Gucci has the biggest footprint of the week. The headline is Memoria, curated by Demna in his first major public gesture as the house’s new creative director: an immersive journey through 105 years of Gucci’s creative language, set inside the 16th-century Chiostri di San Simpliciano. Open April 21–26, 10am–8pm, registration required at gucci.com. (Piazza Paolo VI 6.) Then there’s the café activation, a vending machine concept inspired by la famiglia, the Italian idea of togetherness, offering a more playful, street-level entry point to the Gucci universe.

Prada Frames

In Sight arrives at its fifth edition with its sharpest focus yet. Curated by Formafantasma inside the sacristy at Via Caradosso 1, this year’s symposium probes the politics of images , how they’re made, weaponized, consumed, and at what environmental and social cost. Talks over panels, ideas over aesthetics.

Jil Sander

Reference Library is one of the week’s quietest and most considered gestures. Curated with Apartamento magazine, 60 books chosen by writers, designers, architects, and artists from around the world are arranged on lecterns like illuminated objects inside the Jil Sander showroom. Visitors receive white gloves and are invited to slow down and browse. A rare thing during design week. (Via Luca Beltrami 5.)

Bottega Veneta

A must-see if you’re around Torre Velasca: Bottega Veneta x Kwangho Lee explores the intersection of material innovation and craftsmanship, translating fashion’s technical precision into a tactile, immersive spatial experience, at Torre Velasca, Piazza Velasca 3–5, 20122 Milan.

Mocler

Moncler at 10 Corso Como has wrapped a giant inflatable puffer octopus around the building’s iconic facade and let it spill inside to celebrate his recent debuted collection “Have a puffy summer”, this instalation is definitely on the spots that you must visit this week.

Insieme

Over at Piscina Cozzi in Porta Venezia, former creative director Sabato De Sarno, whose design week projects were consistently among his strongest moments as a visionarie,  has curated Insieme, presented by Vanity Fair. The exhibition brings together twelve Italian craft companies, from Venini to Rubelli to Fornace Brioni, centering the people behind the objects rather than the objects themselves.

Louis Vuitton

Objets Nomades pays tribute to Art Déco pioneer Pierre Émile Legrain on the centenary of the Paris Decorative Arts Exhibition, presenting new commissions by Estudio Campana, Raw Edges, and Franck Genser alongside archival pieces. (Corso Venezia 16.)

MCM

Disco on Mars takes over the Renaissance-era Rotonda dei Pellegrini for the brand’s 50th anniversary: three floors of sci-fi fantasy with robot DJs, a roller-skating rink, and a monumental sculpture at the dome.
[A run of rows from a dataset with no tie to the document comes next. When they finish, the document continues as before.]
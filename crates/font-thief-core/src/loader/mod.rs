//! Page loader collaborator.
//!
//! A loader renders (or replays) one page and reports every network
//! response it sees. The core only depends on the traits here:
//! `PageLoader::launch` → `BrowserHandle::new_page` → `Page::on_response`
//! + `Page::goto`, and finally `BrowserHandle::close`.
//!
//! Two loaders ship with the crate: [`StaticPageLoader`] fetches the
//! document and its stylesheets over HTTP and reports the fonts they
//! reference; [`HarPageLoader`] replays a HAR capture recorded in a browser.

mod har;
mod static_page;

pub use har::HarPageLoader;
pub use static_page::StaticPageLoader;

use async_trait::async_trait;
use url::Url;

/// Resource classification of font responses.
pub const FONT_RESOURCE_TYPE: &str = "font";

/// One network response observed while loading the page.
#[derive(Debug, Clone, PartialEq, Eq)]
pub struct ResponseEvent {
    /// Classification such as `document`, `stylesheet`, `font`, `image`.
    pub resource_type: String,
    pub url: String,
}

impl ResponseEvent {
    pub fn new(resource_type: impl Into<String>, url: impl Into<String>) -> Self {
        Self {
            resource_type: resource_type.into(),
            url: url.into(),
        }
    }

    pub fn font(url: impl Into<String>) -> Self {
        Self::new(FONT_RESOURCE_TYPE, url)
    }

    pub fn is_font(&self) -> bool {
        self.resource_type.eq_ignore_ascii_case(FONT_RESOURCE_TYPE)
    }
}

/// Where a page delivers its response events. Events may keep arriving
/// after `goto` returns (lazy loads); the observer decides when to stop
/// listening.
pub type ResponseSink = tokio::sync::mpsc::UnboundedSender<ResponseEvent>;

/// Settled main navigation.
#[derive(Debug, Clone, PartialEq, Eq)]
pub struct NavigationResult {
    /// URL of the main document after redirects.
    pub url: String,
    pub status: Option<u32>,
}

#[async_trait]
pub trait PageLoader: Send + Sync {
    /// Starts the loader. The returned handle must be closed by the caller.
    async fn launch(&self) -> anyhow::Result<Box<dyn BrowserHandle>>;
}

#[async_trait]
pub trait BrowserHandle: Send {
    async fn new_page(&mut self) -> anyhow::Result<Box<dyn Page>>;

    /// Releases the loader. Called exactly once, on every exit path.
    async fn close(&mut self) -> anyhow::Result<()>;
}

#[async_trait]
pub trait Page: Send {
    /// Registers the sink for this page's response events. Must be called
    /// before `goto`.
    fn on_response(&mut self, sink: ResponseSink);

    /// Loads `url`; resolves when the main document has loaded.
    async fn goto(&mut self, url: &Url) -> anyhow::Result<NavigationResult>;
}
//! End-to-end runs against a local HTTP server with a scripted page loader.

mod common;

use std::sync::Arc;
use std::time::Duration;

use common::font_server::{self, Response};
use common::scripted::ScriptedLoader;
use common::{fast_options, file_names, fonts};
use font_thief_core::decode::FnDecoder;
use font_thief_core::{
    run, AssetError, AssetOutcome, DecoderRegistry, RunContext, RunControl, RunError, SkipReason,
};
use tempfile::tempdir;

const WOFF2: &str = "font/woff2";
const TTF: &str = "font/ttf";

fn builtin() -> Arc<DecoderRegistry> {
    Arc::new(DecoderRegistry::with_builtin())
}

#[tokio::test]
async fn converts_woff2_and_skips_ttf_without_decoder() {
    let server = font_server::start(vec![
        ("a.woff2", Response::ok(WOFF2, fonts::sample_woff2())),
        ("b.ttf", Response::ok(TTF, b"plain truetype bytes".to_vec())),
    ]);
    let loader = ScriptedLoader::new()
        .other("document", server.base())
        .font(server.url("a.woff2"))
        .font(server.url("b.ttf"));
    let root = tempdir().unwrap();
    let ctx = RunContext::new(server.base(), Some("otf"), root.path()).unwrap();

    let report = run(&ctx, &loader, builtin(), &fast_options(), &RunControl::new())
        .await
        .unwrap();

    assert_eq!(report.discovered, 2);
    assert_eq!(report.assets.len(), 2);
    assert!(matches!(report.assets[0].outcome, AssetOutcome::Converted));
    assert!(matches!(
        report.assets[1].outcome,
        AssetOutcome::Skipped(SkipReason::NoDecoder)
    ));
    assert!(!report.any_failed());

    let dir = ctx.destination_dir();
    assert_eq!(report.destination.as_deref(), Some(dir));
    assert_eq!(file_names(dir), vec!["a.otf", "b.ttf"]);
    let otf = std::fs::read(dir.join("a.otf")).unwrap();
    assert_eq!(&otf[0..4], b"OTTO");
    assert_eq!(fonts::sfnt_tags(&otf), vec!["CFF ", "head", "name"]);
    assert_eq!(std::fs::read(dir.join("b.ttf")).unwrap(), b"plain truetype bytes");
    assert!(report.assets.iter().all(|a| a.sha256.is_some()));
    assert_eq!(loader.closes(), 1);
}

#[tokio::test]
async fn woff_converts_to_ttf() {
    let server = font_server::start(vec![("f/body.woff", Response::ok("font/woff", fonts::sample_woff()))]);
    let loader = ScriptedLoader::new().font(server.url("f/body.woff"));
    let root = tempdir().unwrap();
    let ctx = RunContext::new(server.base(), Some("TTF"), root.path()).unwrap();

    let report = run(&ctx, &loader, builtin(), &fast_options(), &RunControl::new())
        .await
        .unwrap();

    assert!(matches!(report.assets[0].outcome, AssetOutcome::Converted));
    let ttf = std::fs::read(ctx.path_for("body.ttf")).unwrap();
    assert_eq!(&ttf[0..4], &[0, 1, 0, 0]);
    assert_eq!(fonts::sfnt_tags(&ttf), vec!["head", "name"]);
    assert!(!ctx.path_for("body.woff").exists());
}

#[tokio::test]
async fn invalid_target_fails_before_any_side_effect() {
    let root = tempdir().unwrap();
    let err = RunContext::new("not-a-url", Some("otf"), root.path()).unwrap_err();
    assert!(matches!(err, RunError::Validation { .. }));
    assert!(file_names(root.path()).is_empty());
}

#[tokio::test]
async fn page_without_fonts_creates_no_directory() {
    let server = font_server::start(vec![]);
    let loader = ScriptedLoader::new()
        .other("document", server.base())
        .other("stylesheet", server.url("site.css"))
        .other("image", server.url("logo.png"));
    let root = tempdir().unwrap();
    let ctx = RunContext::new(server.base(), Some("otf"), root.path()).unwrap();

    let report = run(&ctx, &loader, builtin(), &fast_options(), &RunControl::new())
        .await
        .unwrap();

    assert!(report.no_fonts_found());
    assert!(report.destination.is_none());
    assert!(report.assets.is_empty());
    assert!(!ctx.destination_dir().exists());
    assert!(file_names(root.path()).is_empty());
    assert_eq!(loader.closes(), 1);
}

#[tokio::test]
async fn repeated_font_responses_download_once() {
    let server = font_server::start(vec![("a.woff2", Response::ok(WOFF2, fonts::sample_woff2()))]);
    let loader = ScriptedLoader::new()
        .font(server.url("a.woff2"))
        .font(server.url("a.woff2"))
        .late_font(Duration::from_millis(20), server.url("a.woff2#again"));
    let root = tempdir().unwrap();
    let ctx = RunContext::new(server.base(), None, root.path()).unwrap();

    let report = run(&ctx, &loader, builtin(), &fast_options(), &RunControl::new())
        .await
        .unwrap();

    assert_eq!(report.discovered, 1);
    assert!(matches!(report.assets[0].outcome, AssetOutcome::Downloaded));
    assert_eq!(file_names(ctx.destination_dir()), vec!["a.woff2"]);
    assert_eq!(server.hits("a.woff2"), 1);
}

#[tokio::test]
async fn unsupported_format_leaves_downloads_untouched() {
    let body = fonts::sample_woff2();
    let server = font_server::start(vec![("a.woff2", Response::ok(WOFF2, body.clone()))]);
    let loader = ScriptedLoader::new().font(server.url("a.woff2"));
    let root = tempdir().unwrap();
    let ctx = RunContext::new(server.base(), Some("svg"), root.path()).unwrap();

    let report = run(&ctx, &loader, builtin(), &fast_options(), &RunControl::new())
        .await
        .unwrap();

    assert!(matches!(
        report.assets[0].outcome,
        AssetOutcome::Skipped(SkipReason::UnsupportedFormat)
    ));
    assert!(!report.any_failed());
    assert_eq!(file_names(ctx.destination_dir()), vec!["a.woff2"]);
    assert_eq!(std::fs::read(ctx.path_for("a.woff2")).unwrap(), body);
}

#[tokio::test]
async fn late_fonts_within_quiescence_window_are_collected() {
    let server = font_server::start(vec![
        ("early.woff2", Response::ok(WOFF2, fonts::sample_woff2())),
        ("late.woff2", Response::ok(WOFF2, fonts::sample_woff2())),
    ]);
    let loader = ScriptedLoader::new()
        .font(server.url("early.woff2"))
        .late_font(Duration::from_millis(60), server.url("late.woff2"));
    let root = tempdir().unwrap();
    let ctx = RunContext::new(server.base(), None, root.path()).unwrap();

    let report = run(&ctx, &loader, builtin(), &fast_options(), &RunControl::new())
        .await
        .unwrap();

    assert_eq!(report.discovered, 2);
    assert_eq!(file_names(ctx.destination_dir()), vec!["early.woff2", "late.woff2"]);
}

#[tokio::test]
async fn truncated_download_leaves_no_file() {
    let server = font_server::start(vec![
        ("good.woff2", Response::ok(WOFF2, fonts::sample_woff2())),
        ("cut.woff2", Response::ok(WOFF2, vec![7u8; 1000]).truncated(4096)),
        ("missing.woff2", Response::status(404)),
    ]);
    let loader = ScriptedLoader::new()
        .font(server.url("good.woff2"))
        .font(server.url("cut.woff2"))
        .font(server.url("missing.woff2"));
    let root = tempdir().unwrap();
    let ctx = RunContext::new(server.base(), None, root.path()).unwrap();

    let report = run(&ctx, &loader, builtin(), &fast_options(), &RunControl::new())
        .await
        .unwrap();

    assert_eq!(report.discovered, 3);
    assert!(report.any_failed());
    let counts = report.counts();
    assert_eq!((counts.downloaded, counts.failed), (1, 2));
    for failed in &report.assets[1..] {
        assert!(matches!(
            failed.outcome,
            AssetOutcome::Failed(AssetError::Download { .. })
        ));
        assert!(failed.path.is_none());
    }
    assert_eq!(file_names(ctx.destination_dir()), vec!["good.woff2"]);
}

#[tokio::test]
async fn corrupt_container_fails_conversion_and_keeps_original() {
    let server = font_server::start(vec![
        ("bad.woff2", Response::ok(WOFF2, b"wOF2 but not really".to_vec())),
        ("good.woff2", Response::ok(WOFF2, fonts::sample_woff2())),
    ]);
    let loader = ScriptedLoader::new()
        .font(server.url("bad.woff2"))
        .font(server.url("good.woff2"));
    let root = tempdir().unwrap();
    let ctx = RunContext::new(server.base(), Some("otf"), root.path()).unwrap();

    let report = run(&ctx, &loader, builtin(), &fast_options(), &RunControl::new())
        .await
        .unwrap();

    assert!(matches!(
        report.assets[0].outcome,
        AssetOutcome::Failed(AssetError::Conversion { .. })
    ));
    assert!(matches!(report.assets[1].outcome, AssetOutcome::Converted));
    assert_eq!(file_names(ctx.destination_dir()), vec!["bad.woff2", "good.otf"]);
}

#[tokio::test]
async fn navigation_failure_closes_loader_and_creates_nothing() {
    let loader = ScriptedLoader::new()
        .font("http://127.0.0.1:9/never.woff2")
        .failing_navigation("net::ERR_NAME_NOT_RESOLVED");
    let root = tempdir().unwrap();
    let ctx = RunContext::new("https://unreachable.invalid/", Some("otf"), root.path()).unwrap();

    let err = run(&ctx, &loader, builtin(), &fast_options(), &RunControl::new())
        .await
        .unwrap_err();

    match err {
        RunError::Navigation { message, .. } => assert!(message.contains("ERR_NAME_NOT_RESOLVED")),
        other => panic!("unexpected error {other:?}"),
    }
    assert_eq!(loader.launches(), 1);
    assert_eq!(loader.closes(), 1);
    assert!(file_names(root.path()).is_empty());
}

#[tokio::test]
async fn destination_occupied_by_a_file_is_a_filesystem_error() {
    let server = font_server::start(vec![("a.woff2", Response::ok(WOFF2, fonts::sample_woff2()))]);
    let loader = ScriptedLoader::new().font(server.url("a.woff2"));
    let root = tempdir().unwrap();
    let ctx = RunContext::new(server.base(), None, root.path()).unwrap();
    std::fs::write(ctx.destination_dir(), b"occupied").unwrap();

    let err = run(&ctx, &loader, builtin(), &fast_options(), &RunControl::new())
        .await
        .unwrap_err();
    assert!(matches!(err, RunError::Filesystem { .. }));
    assert_eq!(server.hits("a.woff2"), 0);
}

#[tokio::test]
async fn rerun_reuses_existing_directory() {
    let server = font_server::start(vec![("a.woff2", Response::ok(WOFF2, fonts::sample_woff2()))]);
    let root = tempdir().unwrap();
    let ctx = RunContext::new(server.base(), Some("otf"), root.path()).unwrap();

    for _ in 0..2 {
        let loader = ScriptedLoader::new().font(server.url("a.woff2"));
        let report = run(&ctx, &loader, builtin(), &fast_options(), &RunControl::new())
            .await
            .unwrap();
        assert!(matches!(report.assets[0].outcome, AssetOutcome::Converted));
    }
    assert_eq!(file_names(ctx.destination_dir()), vec!["a.otf"]);
}

#[tokio::test]
async fn downloads_respect_concurrency_limit() {
    let delay = Duration::from_millis(150);
    let names: Vec<String> = (0..6).map(|i| format!("f{i}.woff2")).collect();
    let server = font_server::start(
        names
            .iter()
            .map(|n| (n.as_str(), Response::ok(WOFF2, fonts::sample_woff2()).delayed(delay)))
            .collect(),
    );
    let mut loader = ScriptedLoader::new();
    for n in &names {
        loader = loader.font(server.url(n));
    }
    let root = tempdir().unwrap();
    let ctx = RunContext::new(server.base(), None, root.path()).unwrap();
    let mut opts = fast_options();
    opts.max_concurrent_downloads = 2;

    let report = run(&ctx, &loader, builtin(), &opts, &RunControl::new())
        .await
        .unwrap();

    assert_eq!(report.counts().downloaded, 6);
    assert!(server.peak_in_flight() <= 2, "peak {}", server.peak_in_flight());
    assert_eq!(file_names(ctx.destination_dir()).len(), 6);
}

#[tokio::test]
async fn cancellation_stops_downloads_and_cleans_up() {
    let server = font_server::start(vec![(
        "slow.woff2",
        Response::ok(WOFF2, fonts::sample_woff2()).delayed(Duration::from_secs(3)),
    )]);
    let loader = ScriptedLoader::new().font(server.url("slow.woff2"));
    let root = tempdir().unwrap();
    let ctx = RunContext::new(server.base(), Some("otf"), root.path()).unwrap();
    let control = RunControl::new();

    let canceller = {
        let control = control.clone();
        tokio::spawn(async move {
            tokio::time::sleep(Duration::from_millis(500)).await;
            control.cancel();
        })
    };
    let started = std::time::Instant::now();
    let err = run(&ctx, &loader, builtin(), &fast_options(), &control)
        .await
        .unwrap_err();
    canceller.await.unwrap();

    assert!(matches!(err, RunError::Cancelled));
    assert!(started.elapsed() < Duration::from_secs(3));
    assert_eq!(loader.closes(), 1);
    assert!(file_names(ctx.destination_dir()).is_empty());
}

#[tokio::test]
async fn cancellation_during_navigation() {
    let loader = ScriptedLoader::new()
        .font("http://127.0.0.1:9/a.woff2")
        .slow_navigation(Duration::from_secs(5));
    let root = tempdir().unwrap();
    let ctx = RunContext::new("https://example.com/", None, root.path()).unwrap();
    let control = RunControl::new();

    let canceller = {
        let control = control.clone();
        tokio::spawn(async move {
            tokio::time::sleep(Duration::from_millis(100)).await;
            control.cancel();
        })
    };
    let err = run(&ctx, &loader, builtin(), &fast_options(), &control)
        .await
        .unwrap_err();
    canceller.await.unwrap();

    assert!(matches!(err, RunError::Cancelled));
    assert_eq!(loader.closes(), 1);
    assert!(!ctx.destination_dir().exists());
}

#[tokio::test]
async fn cancellation_interrupts_conversion_and_keeps_container() {
    let server = font_server::start(vec![("a.woff2", Response::ok(WOFF2, fonts::sample_woff2()))]);
    let loader = ScriptedLoader::new().font(server.url("a.woff2"));
    let root = tempdir().unwrap();
    let ctx = RunContext::new(server.base(), Some("otf"), root.path()).unwrap();
    let mut decoders = DecoderRegistry::new();
    decoders.register(
        "woff2",
        Arc::new(FnDecoder::new("stalled", |input: &[u8]| {
            std::thread::sleep(Duration::from_secs(2));
            Ok(input.to_vec())
        })),
    );
    let control = RunControl::new();

    let canceller = {
        let control = control.clone();
        tokio::spawn(async move {
            tokio::time::sleep(Duration::from_millis(600)).await;
            control.cancel();
        })
    };
    let started = std::time::Instant::now();
    let err = run(&ctx, &loader, Arc::new(decoders), &fast_options(), &control)
        .await
        .unwrap_err();
    canceller.await.unwrap();

    assert!(matches!(err, RunError::Cancelled));
    assert!(started.elapsed() < Duration::from_millis(1800), "took {:?}", started.elapsed());
    assert_eq!(file_names(ctx.destination_dir()), vec!["a.woff2"]);
}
The week’s most committed theatrical bet.

Hermès

Hermès returns to La Pelota with a scenography of concrete and reclaimed wood, introducing its new home collection including the hammered palladium-plated Palladion vase with lizard, leather, and horsehair details. (Via Palermo 10.)

Marni x Cucchi

Marni x Cucchi transforms the beloved historic Milanese café into a three-month Marni world — striped tableware, custom uniforms, and a Thursday aperitivo concert series running until July.